[Collected data]

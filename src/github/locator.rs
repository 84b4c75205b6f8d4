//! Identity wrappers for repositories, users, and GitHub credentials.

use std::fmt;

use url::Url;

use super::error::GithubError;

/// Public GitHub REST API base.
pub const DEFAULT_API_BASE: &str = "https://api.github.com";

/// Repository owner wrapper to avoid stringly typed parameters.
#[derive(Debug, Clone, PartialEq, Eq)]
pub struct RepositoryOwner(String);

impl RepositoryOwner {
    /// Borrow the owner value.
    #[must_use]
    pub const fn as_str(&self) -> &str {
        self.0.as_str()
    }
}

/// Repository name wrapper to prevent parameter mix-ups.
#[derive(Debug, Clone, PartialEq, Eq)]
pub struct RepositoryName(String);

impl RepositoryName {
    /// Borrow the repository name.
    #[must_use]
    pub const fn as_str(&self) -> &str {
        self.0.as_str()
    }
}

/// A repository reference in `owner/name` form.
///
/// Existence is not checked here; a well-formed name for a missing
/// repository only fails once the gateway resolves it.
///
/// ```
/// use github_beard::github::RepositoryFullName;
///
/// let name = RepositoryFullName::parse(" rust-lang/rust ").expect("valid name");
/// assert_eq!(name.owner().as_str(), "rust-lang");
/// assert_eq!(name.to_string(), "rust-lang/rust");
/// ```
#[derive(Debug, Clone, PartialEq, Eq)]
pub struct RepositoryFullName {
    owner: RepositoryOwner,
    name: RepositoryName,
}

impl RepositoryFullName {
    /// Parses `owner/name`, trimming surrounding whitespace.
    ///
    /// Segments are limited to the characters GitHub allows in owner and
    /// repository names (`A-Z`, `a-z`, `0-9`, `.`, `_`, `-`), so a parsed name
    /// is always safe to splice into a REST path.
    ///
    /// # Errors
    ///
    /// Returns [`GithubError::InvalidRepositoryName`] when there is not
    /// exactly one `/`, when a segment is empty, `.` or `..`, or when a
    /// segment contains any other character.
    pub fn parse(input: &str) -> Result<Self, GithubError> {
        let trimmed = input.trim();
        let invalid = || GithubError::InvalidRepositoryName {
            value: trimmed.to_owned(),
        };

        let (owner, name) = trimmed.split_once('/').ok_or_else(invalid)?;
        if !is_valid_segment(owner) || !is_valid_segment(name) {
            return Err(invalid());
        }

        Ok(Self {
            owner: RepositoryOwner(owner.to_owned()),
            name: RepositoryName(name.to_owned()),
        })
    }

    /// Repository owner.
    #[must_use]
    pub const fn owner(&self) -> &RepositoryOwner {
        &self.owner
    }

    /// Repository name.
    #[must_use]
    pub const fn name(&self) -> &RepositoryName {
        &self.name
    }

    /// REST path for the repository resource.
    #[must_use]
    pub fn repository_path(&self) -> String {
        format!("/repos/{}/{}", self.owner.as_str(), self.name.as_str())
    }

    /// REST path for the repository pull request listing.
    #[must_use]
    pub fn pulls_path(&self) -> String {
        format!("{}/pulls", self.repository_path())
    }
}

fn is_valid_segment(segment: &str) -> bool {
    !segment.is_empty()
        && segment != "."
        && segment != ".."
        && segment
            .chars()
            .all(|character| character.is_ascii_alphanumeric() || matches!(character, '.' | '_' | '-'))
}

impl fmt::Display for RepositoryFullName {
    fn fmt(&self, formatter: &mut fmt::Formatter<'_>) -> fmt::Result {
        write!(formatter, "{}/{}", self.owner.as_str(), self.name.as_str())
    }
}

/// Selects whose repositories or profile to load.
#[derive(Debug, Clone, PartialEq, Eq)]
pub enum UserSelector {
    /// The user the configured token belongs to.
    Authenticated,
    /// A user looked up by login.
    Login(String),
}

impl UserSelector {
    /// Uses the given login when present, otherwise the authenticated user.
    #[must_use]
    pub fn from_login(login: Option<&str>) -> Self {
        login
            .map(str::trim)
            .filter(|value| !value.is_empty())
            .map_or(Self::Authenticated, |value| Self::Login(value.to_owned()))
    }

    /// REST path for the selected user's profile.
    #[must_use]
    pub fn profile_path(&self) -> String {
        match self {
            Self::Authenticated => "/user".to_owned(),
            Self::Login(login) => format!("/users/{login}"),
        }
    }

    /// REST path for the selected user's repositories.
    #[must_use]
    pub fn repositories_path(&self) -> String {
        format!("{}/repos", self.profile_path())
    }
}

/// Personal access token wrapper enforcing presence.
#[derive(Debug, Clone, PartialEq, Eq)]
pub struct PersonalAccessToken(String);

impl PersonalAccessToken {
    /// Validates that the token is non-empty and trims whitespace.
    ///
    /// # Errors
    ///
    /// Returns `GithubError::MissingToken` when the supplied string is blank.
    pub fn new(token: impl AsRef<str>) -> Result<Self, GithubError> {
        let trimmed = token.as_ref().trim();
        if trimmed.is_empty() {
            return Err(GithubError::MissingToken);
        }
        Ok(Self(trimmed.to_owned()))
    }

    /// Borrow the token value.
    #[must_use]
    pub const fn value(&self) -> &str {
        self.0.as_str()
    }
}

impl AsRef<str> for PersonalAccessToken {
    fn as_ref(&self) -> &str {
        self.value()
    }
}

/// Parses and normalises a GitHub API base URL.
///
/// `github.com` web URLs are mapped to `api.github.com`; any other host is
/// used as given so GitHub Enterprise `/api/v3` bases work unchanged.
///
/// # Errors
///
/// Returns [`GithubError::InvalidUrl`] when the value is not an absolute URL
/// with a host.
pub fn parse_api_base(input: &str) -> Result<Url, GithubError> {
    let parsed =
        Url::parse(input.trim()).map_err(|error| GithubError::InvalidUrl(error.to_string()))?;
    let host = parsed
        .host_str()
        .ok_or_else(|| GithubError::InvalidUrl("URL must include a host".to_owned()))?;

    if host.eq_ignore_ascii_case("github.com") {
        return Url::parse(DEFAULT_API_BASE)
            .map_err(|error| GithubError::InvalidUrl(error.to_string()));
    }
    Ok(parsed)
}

--

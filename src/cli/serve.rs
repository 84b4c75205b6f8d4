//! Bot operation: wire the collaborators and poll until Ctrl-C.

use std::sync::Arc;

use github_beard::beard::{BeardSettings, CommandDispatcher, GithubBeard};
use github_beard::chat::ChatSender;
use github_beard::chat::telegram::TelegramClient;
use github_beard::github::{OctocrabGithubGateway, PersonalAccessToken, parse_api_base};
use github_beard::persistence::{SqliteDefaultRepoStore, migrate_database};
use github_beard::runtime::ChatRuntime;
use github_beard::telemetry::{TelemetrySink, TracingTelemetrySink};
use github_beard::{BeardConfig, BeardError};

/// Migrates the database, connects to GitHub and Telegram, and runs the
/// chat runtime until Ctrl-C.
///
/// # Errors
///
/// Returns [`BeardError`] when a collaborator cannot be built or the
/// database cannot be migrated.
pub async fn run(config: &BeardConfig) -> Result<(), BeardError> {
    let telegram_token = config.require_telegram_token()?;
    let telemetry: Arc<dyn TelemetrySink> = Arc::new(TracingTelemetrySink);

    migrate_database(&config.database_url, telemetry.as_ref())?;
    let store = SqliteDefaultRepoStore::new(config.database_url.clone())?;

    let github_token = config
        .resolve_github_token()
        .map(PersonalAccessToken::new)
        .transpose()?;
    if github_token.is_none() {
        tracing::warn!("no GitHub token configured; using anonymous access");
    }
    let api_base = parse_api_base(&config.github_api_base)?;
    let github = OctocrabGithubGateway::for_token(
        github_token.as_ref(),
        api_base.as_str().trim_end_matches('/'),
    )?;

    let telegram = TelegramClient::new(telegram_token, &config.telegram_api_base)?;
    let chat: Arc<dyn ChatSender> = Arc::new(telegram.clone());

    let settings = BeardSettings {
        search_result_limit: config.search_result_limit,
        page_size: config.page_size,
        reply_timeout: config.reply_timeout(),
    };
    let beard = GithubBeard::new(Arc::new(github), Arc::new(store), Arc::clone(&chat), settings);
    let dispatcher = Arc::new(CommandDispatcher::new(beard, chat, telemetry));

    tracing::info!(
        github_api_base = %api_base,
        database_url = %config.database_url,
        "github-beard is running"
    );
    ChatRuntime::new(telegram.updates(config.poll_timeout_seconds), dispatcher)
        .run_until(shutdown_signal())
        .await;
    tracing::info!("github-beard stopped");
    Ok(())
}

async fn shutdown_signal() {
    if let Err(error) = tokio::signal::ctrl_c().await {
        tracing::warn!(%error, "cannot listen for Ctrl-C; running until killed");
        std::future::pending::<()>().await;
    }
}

- **How to complete this task**
Copy each line from the data above that includes "RepositoryFullName".

- **Result**
/// use github_beard::github::RepositoryFullName;
/// let name = RepositoryFullName::parse(" rust-lang/rust ").expect("valid name");
pub struct RepositoryFullName {
impl RepositoryFullName {
impl fmt::Display for RepositoryFullName {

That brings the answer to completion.